Python, FastAPI, hexagonal ML architecture, model serving, and the disciplines that keep an AI runtime reliable.

ML Systems

TL;DR

wordloop-ml is a Python FastAPI service structured hexagonally, with model clients, storage, and transport as adapters around a domain of transcription, recap, and embedding. We treat model calls as external dependencies with the same rigour as any other integration — timeouts, retries, budgets, idempotency — and we evaluate model outputs as a first-class part of the test suite.

Why this matters

Machine-learning code in most organisations is a separate zoo from the rest of the backend — different language norms, different testing discipline, different release discipline. We explicitly reject this separation. An ML service is a service; it must meet the same bars for reliability, observability, and maintainability as any other. What makes ML different is what we test (model behaviour, not just code behaviour), not whether we test.

Our principles

1. FastAPI for HTTP, Uvicorn for serving, uv for everything else

FastAPI for routing and validation, Uvicorn for serving, uv for dependency management. The Python ecosystem has a hundred alternatives for each of these; we pick one combination and apply it everywhere.

2. Hexagonal from the outset

wordloop-ml has explicit domain/, ports/, adapters/, and application/ packages, enforced by import-linter rules in CI. Model clients, storage, and the FastAPI router are all adapters. The domain — transcripts, recaps, embeddings — has no model-library imports. See Hexagonal Architecture.

3. Model calls are treated as external integrations

Every call to a model is wrapped in a ModelClient port, implemented by an adapter that handles timeouts, retries with jitter, circuit breaking, and rate-limit respect. The domain never knows which provider is behind the port. Swapping providers is an adapter change — nothing more.

4. Evals are part of the test suite

We maintain an eval set for every significant model-driven behaviour — recap quality, transcription accuracy, embedding consistency — and run it in CI on any change that could affect output. Evals produce numeric scores; thresholds are committed; regressions block merge the same way a failing unit test does. "The model got a little worse" is not an acceptable landing state.
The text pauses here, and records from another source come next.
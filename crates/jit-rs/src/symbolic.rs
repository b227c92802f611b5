//! Operator-overloaded construction of common node patterns.
//!
//! A [`SymbolicVariable`] is a copyable handle pairing a value with the
//! `RefCell<Graph>` that owns it. Every method creates one node at the graph's
//! insertion point, wires its inputs, sets attributes and returns the
//! outputs. Scalars become single-element tensor attributes instead of graph
//! inputs. Element-wise ops give their result the contiguous type of the
//! first operand; shape ops leave the result untyped.
//!
//! ```text
//! let g = RefCell::new(Graph::new());
//! let x = SymbolicVariable::as_new_input(&g);
//! let y = (x * x + 1.0).sigmoid();
//! ```
//!
//! Operators panic if emission fails, which only happens when operands come
//! from different graphs; the `try_*` forms report that as an error instead.

use crate::ir::{kinds, Graph, IrError, NodeId, Symbol, Type, ValueId};
use crate::tensor::{ScalarType, Tensor};
use std::cell::RefCell;
use std::ops::{Add, Mul, Neg, Sub};

#[derive(Clone, Copy)]
pub struct SymbolicVariable<'g> {
    graph: &'g RefCell<Graph>,
    value: ValueId,
}

impl std::fmt::Debug for SymbolicVariable<'_> {
    fn fmt(&self, f: &mut std::fmt::Formatter<'_>) -> std::fmt::Result {
        f.debug_tuple("SymbolicVariable").field(&self.value).finish()
    }
}

impl<'g> SymbolicVariable<'g> {
    pub fn wrap(graph: &'g RefCell<Graph>, value: ValueId) -> Self {
        SymbolicVariable { graph, value }
    }

    /// Adds a fresh graph input and wraps it.
    pub fn as_new_input(graph: &'g RefCell<Graph>) -> Self {
        let value = graph.borrow_mut().add_input();
        Self::wrap(graph, value)
    }

    pub fn value(self) -> ValueId {
        self.value
    }

    pub fn graph(self) -> &'g RefCell<Graph> {
        self.graph
    }

    pub fn ty(self) -> Type {
        self.graph.borrow().value_type(self.value).clone()
    }

    /// Creates a node of `kind` over `inputs` at the insertion point.
    pub fn try_create(
        graph: &'g RefCell<Graph>,
        kind: Symbol,
        inputs: &[SymbolicVariable<'g>],
        num_outputs: usize,
    ) -> Result<(NodeId, Vec<SymbolicVariable<'g>>), IrError> {
        let values: Vec<ValueId> = inputs.iter().map(|v| v.value).collect();
        let mut g = graph.borrow_mut();
        let node = g.create_node(kind, &values, num_outputs)?;
        g.insert_node(node);
        let outputs = g
            .node(node)
            .outputs()
            .iter()
            .map(|&value| SymbolicVariable { graph, value })
            .collect();
        Ok((node, outputs))
    }

    /// Like [`SymbolicVariable::try_create`], configuring the node through `configure`.
    pub fn create(
        graph: &'g RefCell<Graph>,
        kind: Symbol,
        inputs: &[SymbolicVariable<'g>],
        num_outputs: usize,
        configure: impl FnOnce(&mut Graph, NodeId),
    ) -> Vec<SymbolicVariable<'g>> {
        let (node, outputs) = Self::try_create(graph, kind, inputs, num_outputs)
            .expect("symbolic node emission failed");
        configure(&mut graph.borrow_mut(), node);
        outputs
    }

    fn unary(self, name: &str, configure: impl FnOnce(&mut Graph, NodeId)) -> Self {
        let out = Self::create(self.graph, Symbol::aten(name), &[self], 1, configure)[0];
        out.type_like(self)
    }

    fn untyped(self, name: &str, configure: impl FnOnce(&mut Graph, NodeId)) -> Self {
        Self::create(self.graph, Symbol::aten(name), &[self], 1, configure)[0]
    }

    fn try_binary(self, name: &str, rhs: Self) -> Result<Self, IrError> {
        let (node, outputs) = Self::try_create(self.graph, Symbol::aten(name), &[self, rhs], 1)?;
        if name == "add" || name == "sub" {
            self.graph
                .borrow_mut()
                .node_mut(node)
                .attributes_mut()
                .set_t("alpha", Tensor::scalar(1.0, ScalarType::Long));
        }
        Ok(outputs[0].type_like(self))
    }

    fn scalar_op(self, name: &str, rhs: f64) -> Self {
        self.unary(name, |g, n| {
            let attrs = g.node_mut(n).attributes_mut();
            if name == "add" || name == "sub" {
                attrs.set_t("alpha", Tensor::scalar(1.0, ScalarType::Long));
            }
            attrs.set_t("other", Tensor::scalar(rhs, ScalarType::Double));
        })
    }

    /// Gives this value the contiguous type of `other`.
    pub fn type_like(self, other: Self) -> Self {
        let ty = other.ty().contiguous();
        self.graph.borrow_mut().set_value_type(self.value, ty);
        self
    }

    pub fn try_add(self, rhs: Self) -> Result<Self, IrError> {
        self.try_binary("add", rhs)
    }

    pub fn try_sub(self, rhs: Self) -> Result<Self, IrError> {
        self.try_binary("sub", rhs)
    }

    pub fn try_mul(self, rhs: Self) -> Result<Self, IrError> {
        self.try_binary("mul", rhs)
    }

    pub fn try_div(self, rhs: Self) -> Result<Self, IrError> {
        self.try_binary("div", rhs)
    }

    pub fn div(self, rhs: Self) -> Self {
        self.try_div(rhs).expect("symbolic div emission failed")
    }

    /// Matrix product of two 2-d values.
    pub fn mm(self, rhs: Self) -> Self {
        Self::create(self.graph, Symbol::aten("mm"), &[self, rhs], 1, |_, _| {})[0]
    }

    pub fn matmul(self, rhs: Self) -> Self {
        Self::create(self.graph, Symbol::aten("matmul"), &[self, rhs], 1, |_, _| {})[0]
    }

    /// Transpose of a 2-d value.
    pub fn t(self) -> Self {
        self.untyped("t", |_, _| {})
    }

    pub fn sigmoid(self) -> Self {
        self.unary("sigmoid", |_, _| {})
    }

    pub fn tanh(self) -> Self {
        self.unary("tanh", |_, _| {})
    }

    /// Splits into `chunks` pieces along `dim`.
    pub fn chunk(self, chunks: usize, dim: i64) -> Vec<Self> {
        Self::create(self.graph, Symbol::aten("chunk"), &[self], chunks, |g, n| {
            g.node_mut(n)
                .set_i("chunks", chunks as i64)
                .set_i("dim", dim);
        })
    }

    pub fn narrow(self, dim: i64, start: i64, length: i64) -> Self {
        self.untyped("narrow", |g, n| {
            g.node_mut(n)
                .set_i("dim", dim)
                .set_i("start", start)
                .set_i("length", length);
        })
    }

    /// Concatenates `inputs` along `dim`.
    ///
    /// # Panics
    ///
    /// Panics if `inputs` is empty; the graph is taken from the first input.
    pub fn cat(inputs: &[Self], dim: i64) -> Self {
        let graph = match inputs.first() {
            Some(first) => first.graph,
            None => panic!("cat requires at least one input"),
        };
        Self::create(graph, Symbol::aten("cat"), inputs, 1, |g, n| {
            g.node_mut(n).set_i("dim", dim);
        })[0]
    }

    /// Sum over all elements.
    pub fn sum(self) -> Self {
        self.untyped("sum", |_, _| {})
    }

    pub fn sum_dim(self, dim: i64, keepdim: bool) -> Self {
        self.untyped("sum", |g, n| {
            g.node_mut(n)
                .set_i("dim", dim)
                .set_i("keepdim", keepdim as i64);
        })
    }

    pub fn squeeze(self, dim: i64) -> Self {
        self.untyped("squeeze", |g, n| {
            g.node_mut(n).set_i("dim", dim);
        })
    }

    pub fn unsqueeze(self, dim: i64) -> Self {
        self.untyped("unsqueeze", |g, n| {
            g.node_mut(n).set_i("dim", dim);
        })
    }

    pub fn view(self, sizes: Vec<i64>) -> Self {
        self.untyped("view", |g, n| {
            g.node_mut(n).set_is("size", sizes);
        })
    }

    /// Broadcasts to `sizes`.
    pub fn expand(self, sizes: Vec<i64>) -> Self {
        self.untyped("expand", |g, n| {
            g.node_mut(n).set_is("size", sizes);
        })
    }

    /// Embeds `tensor` as a constant node.
    pub fn constant(graph: &'g RefCell<Graph>, tensor: Tensor) -> Self {
        let mut g = graph.borrow_mut();
        let node = g.create_constant(tensor);
        g.insert_node(node);
        let value = g.node(node).output(0);
        SymbolicVariable { graph, value }
    }

    pub fn is_constant(self) -> bool {
        let g = self.graph.borrow();
        g.producer(self.value)
            .map(|node| g.node(node).kind() == &kinds::CONSTANT)
            .unwrap_or(false)
    }
}

impl<'g> Add for SymbolicVariable<'g> {
    type Output = SymbolicVariable<'g>;

    fn add(self, rhs: Self) -> Self::Output {
        self.try_add(rhs).expect("symbolic add emission failed")
    }
}

impl<'g> Add<f64> for SymbolicVariable<'g> {
    type Output = SymbolicVariable<'g>;

    fn add(self, rhs: f64) -> Self::Output {
        self.scalar_op("add", rhs)
    }
}

impl<'g> Sub for SymbolicVariable<'g> {
    type Output = SymbolicVariable<'g>;

    fn sub(self, rhs: Self) -> Self::Output {
        self.try_sub(rhs).expect("symbolic sub emission failed")
    }
}

impl<'g> Mul for SymbolicVariable<'g> {
    type Output = SymbolicVariable<'g>;

    fn mul(self, rhs: Self) -> Self::Output {
        self.try_mul(rhs).expect("symbolic mul emission failed")
    }
}

impl<'g> Mul<f64> for SymbolicVariable<'g> {
    type Output = SymbolicVariable<'g>;

    fn mul(self, rhs: f64) -> Self::Output {
        self.scalar_op("mul", rhs)
    }
}

impl<'g> Neg for SymbolicVariable<'g> {
    type Output = SymbolicVariable<'g>;

    fn neg(self) -> Self::Output {
        self.unary("neg", |_, _| {})
    }
}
5. Prompts are code, not configuration

Prompts live in version control, are reviewed, and are tested. They are not in a runtime config that someone can edit by accident. Prompt changes go through the same PR review as code changes, and they are covered by evals.

6. Observability spans both sides of the model call

Every model call emits a trace span with input hash, prompt version, model ID, latency, token counts, and cost. An expensive prompt is visible before it is invoiced; a slow prompt is visible before it blocks a user. The model is not a black box inside our system — it is an instrumented dependency.

7. Caching and determinism are explicit

When a model call can be cached — same input, same prompt version, same model — we cache it. Determinism parameters (temperature, seed) are set explicitly per use case; "whatever the default is" is not a choice. Caching is a first-order cost-engineering lever (Cost Engineering).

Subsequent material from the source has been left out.